Task requirements -> Every record needs to be set down again without a single difference.

BEGIN Stored data

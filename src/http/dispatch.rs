//! The request dispatcher: a catch-all static file service with an
//! access-log side effect.
//!
//! The log sink is a capability passed in at construction so the dispatcher
//! can be exercised without a global subscriber. One entry is recorded per
//! request, before the file service runs; response semantics are entirely
//! those of the underlying [`ServeDir`].

use std::fmt;
use std::net::{IpAddr, SocketAddr};
use std::path::Path;
use std::sync::Arc;

use axum::extract::{ConnectInfo, Request, State};
use axum::middleware::{self, Next};
use axum::response::Response;
use axum::Router;
use http::{header, Method};
use tower_http::services::ServeDir;

/// One access-log line: client, method, host and path.
#[derive(Debug, Clone)]
pub struct AccessEntry {
    pub client: IpAddr,
    pub method: Method,
    pub host: String,
    pub path: String,
}

impl fmt::Display for AccessEntry {
    fn fmt(&self, f: &mut fmt::Formatter<'_>) -> fmt::Result {
        write!(f, "{} {} {}{}", self.client, self.method, self.host, self.path)
    }
}

/// Where access entries go. Implementations must be safe to call from
/// concurrent request handlers.
pub trait AccessSink: Send + Sync {
    fn record(&self, entry: &AccessEntry);
}

/// Default sink emitting one structured tracing event per request.
#[derive(Debug, Default)]
pub struct TracingSink;

impl AccessSink for TracingSink {
    fn record(&self, entry: &AccessEntry) {
        tracing::info!(
            client = %entry.client,
            method = %entry.method,
            host = %entry.host,
            path = %entry.path,
            "request"
        );
    }
}

/// Build the catch-all router serving `root`, logging to `sink`.
pub fn router(root: &Path, sink: Arc<dyn AccessSink>) -> Router {
    Router::new()
        .fallback_service(ServeDir::new(root))
        .layer(middleware::from_fn_with_state(sink, access_log))
}

/// Record one access entry, then delegate to the file service.
async fn access_log(
    State(sink): State<Arc<dyn AccessSink>>,
    ConnectInfo(peer): ConnectInfo<SocketAddr>,
    request: Request,
    next: Next,
) -> Response {
    let host = request
        .headers()
        .get(header::HOST)
        .and_then(|value| value.to_str().ok())
        .unwrap_or("-")
        .to_string();
    let entry = AccessEntry {
        client: peer.ip(),
        method: request.method().clone(),
        host,
        path: request.uri().path().to_string(),
    };
    sink.record(&entry);
    next.run(request).await
}

#[cfg(test)]
mod tests {
    use super::*;
    use std::sync::Mutex;

    #[test]
    fn access_entry_formats_client_method_host_path() {
        let entry = AccessEntry {
            client: "192.0.2.7".parse().unwrap(),
            method: Method::GET,
            host: "files.local".to_string(),
            path: "/index.html".to_string(),
        };
        assert_eq!(entry.to_string(), "192.0.2.7 GET files.local/index.html");
    }

    #[test]
    fn sinks_receive_entries_by_reference() {
        struct Collecting(Mutex<Vec<String>>);
        impl AccessSink for Collecting {
            fn record(&self, entry: &AccessEntry) {
                self.0.lock().unwrap().push(entry.to_string());
            }
        }

        let sink = Collecting(Mutex::new(Vec::new()));
        sink.record(&AccessEntry {
            client: "127.0.0.1".parse().unwrap(),
            method: Method::HEAD,
            host: "localhost".into(),
            path: "/".into(),
        });
        assert_eq!(sink.0.lock().unwrap().as_slice(), ["127.0.0.1 HEAD localhost/"]);
    }

    #[test]
    fn router_builds_for_any_root() {
        let _router = router(Path::new("/nonexistent"), Arc::new(TracingSink));
    }
}
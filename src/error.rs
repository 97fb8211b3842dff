//! Error taxonomy surfaced to the operator console.

use crate::config::ConfigError;
use crate::tls::TlsError;

/// Errors returned by the lifecycle control surface.
///
/// Listener faults are not represented here: they occur after `start` has
/// returned and are delivered on the module's fault channel instead.
#[derive(Debug, thiserror::Error)]
pub enum ModuleError {
    /// Start or configure was invoked while the server was running.
    #[error("already started")]
    AlreadyRunning,

    /// A parameter failed to resolve, validate or expand.
    #[error(transparent)]
    Config(#[from] ConfigError),

    /// TLS material could not be generated.
    #[error(transparent)]
    Tls(#[from] TlsError),
}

END Stored data

Written reply ->
filename src/http/dispatch.rs
//! The request dispatcher: a catch-all static file service with an
//! access-log side effect.
//!
//! The log sink is a capability passed in at construction so the dispatcher
//! can be exercised without a global subscriber. One entry is recorded per
//! request, before the file service runs; response semantics are entirely
//! those of the underlying [`ServeDir`].

use std::fmt;
use std::net::{IpAddr, SocketAddr};
use std::path::Path;
use std::sync::Arc;

use axum::extract::{ConnectInfo, Request, State};
use axum::middleware::{self, Next};
use axum::response::Response;
use axum::Router;
use http::{header, Method};
use tower_http::services::ServeDir;

/// One access-log line: client, method, host and path.
#[derive(Debug, Clone)]
pub struct AccessEntry {
    pub client: IpAddr,
    pub method: Method,
    pub host: String,
    pub path: String,
}

impl fmt::Display for AccessEntry {
    fn fmt(&self, f: &mut fmt::Formatter<'_>) -> fmt::Result {
        write!(f, "{} {} {}{}", self.client, self.method, self.host, self.path)
    }
}

/// Where access entries go. Implementations must be safe to call from
/// concurrent request handlers.
pub trait AccessSink: Send + Sync {
    fn record(&self, entry: &AccessEntry);
}

/// Default sink emitting one structured tracing event per request.
#[derive(Debug, Default)]
pub struct TracingSink;

impl AccessSink for TracingSink {
    fn record(&self, entry: &AccessEntry) {
        tracing::info!(
            client = %entry.client,
            method = %entry.method,
            host = %entry.host,
            path = %entry.path,
            "request"
        );
    }
}

/// Build the catch-all router serving `root`, logging to `sink`.
pub fn router(root: &Path, sink: Arc<dyn AccessSink>) -> Router {
    Router::new()
        .fallback_service(ServeDir::new(root))
        .layer(middleware::from_fn_with_state(sink, access_log))
}

/// Record one access entry, then delegate to the file service.
async fn access_log(
    State(sink): State<Arc<dyn AccessSink>>,
    ConnectInfo(peer): ConnectInfo<SocketAddr>,
    request: Request,
    next: Next,
) -> Response {
    let host = request
        .headers()
        .get(header::HOST)
        .and_then(|value| value.to_str().ok())
        .unwrap_or("-")
        .to_string();
    let entry = AccessEntry {
        client: peer.ip(),
        method: request.method().clone(),
        host,
        path: request.uri().path().to_string(),
    };
    sink.record(&entry);
    next.run(request).await
}

#[cfg(test)]
mod tests {
    use super::*;
    use std::sync::Mutex;

    #[test]
    fn access_entry_formats_client_method_host_path() {
        let entry = AccessEntry {
            client: "192.0.2.7".parse().unwrap(),
            method: Method::GET,
            host: "files.local".to_string(),
            path: "/index.html".to_string(),
        };
        assert_eq!(entry.to_string(), "192.0.2.7 GET files.local/index.html");
    }

    #[test]
    fn sinks_receive_entries_by_reference() {
        struct Collecting(Mutex<Vec<String>>);
        impl AccessSink for Collecting {
            fn record(&self, entry: &AccessEntry) {
                self.0.lock().unwrap().push(entry.to_string());
            }
        }

        let sink = Collecting(Mutex::new(Vec::new()));
        sink.record(&AccessEntry {
            client: "127.0.0.1".parse().unwrap(),
            method: Method::HEAD,
            host: "localhost".into(),
            path: "/".into(),
        });
        assert_eq!(sink.0.lock().unwrap().as_slice(), ["127.0.0.1 HEAD localhost/"]);
    }

    #[test]
    fn router_builds_for_any_root() {
        let _router = router(Path::new("/nonexistent"), Arc::new(TracingSink));
    }
}
filename src/error.rs
repository 97fb8211b3842dff
//! Error taxonomy surfaced to the operator console.

use crate::config::ConfigError;
use crate::tls::TlsError;

/// Errors returned by the lifecycle control surface.
///
/// Listener faults are not represented here: they occur after `start` has
/// returned and are delivered on the module's fault channel instead.
#[derive(Debug, thiserror::Error)]
pub enum ModuleError {
    /// Start or configure was invoked while the server was running.
    #[error("already started")]
    AlreadyRunning,

    /// A parameter failed to resolve, validate or expand.
    #[error(transparent)]
    Config(#[from] ConfigError),

    /// TLS material could not be generated.
    #[error(transparent)]
    Tls(#[from] TlsError),
}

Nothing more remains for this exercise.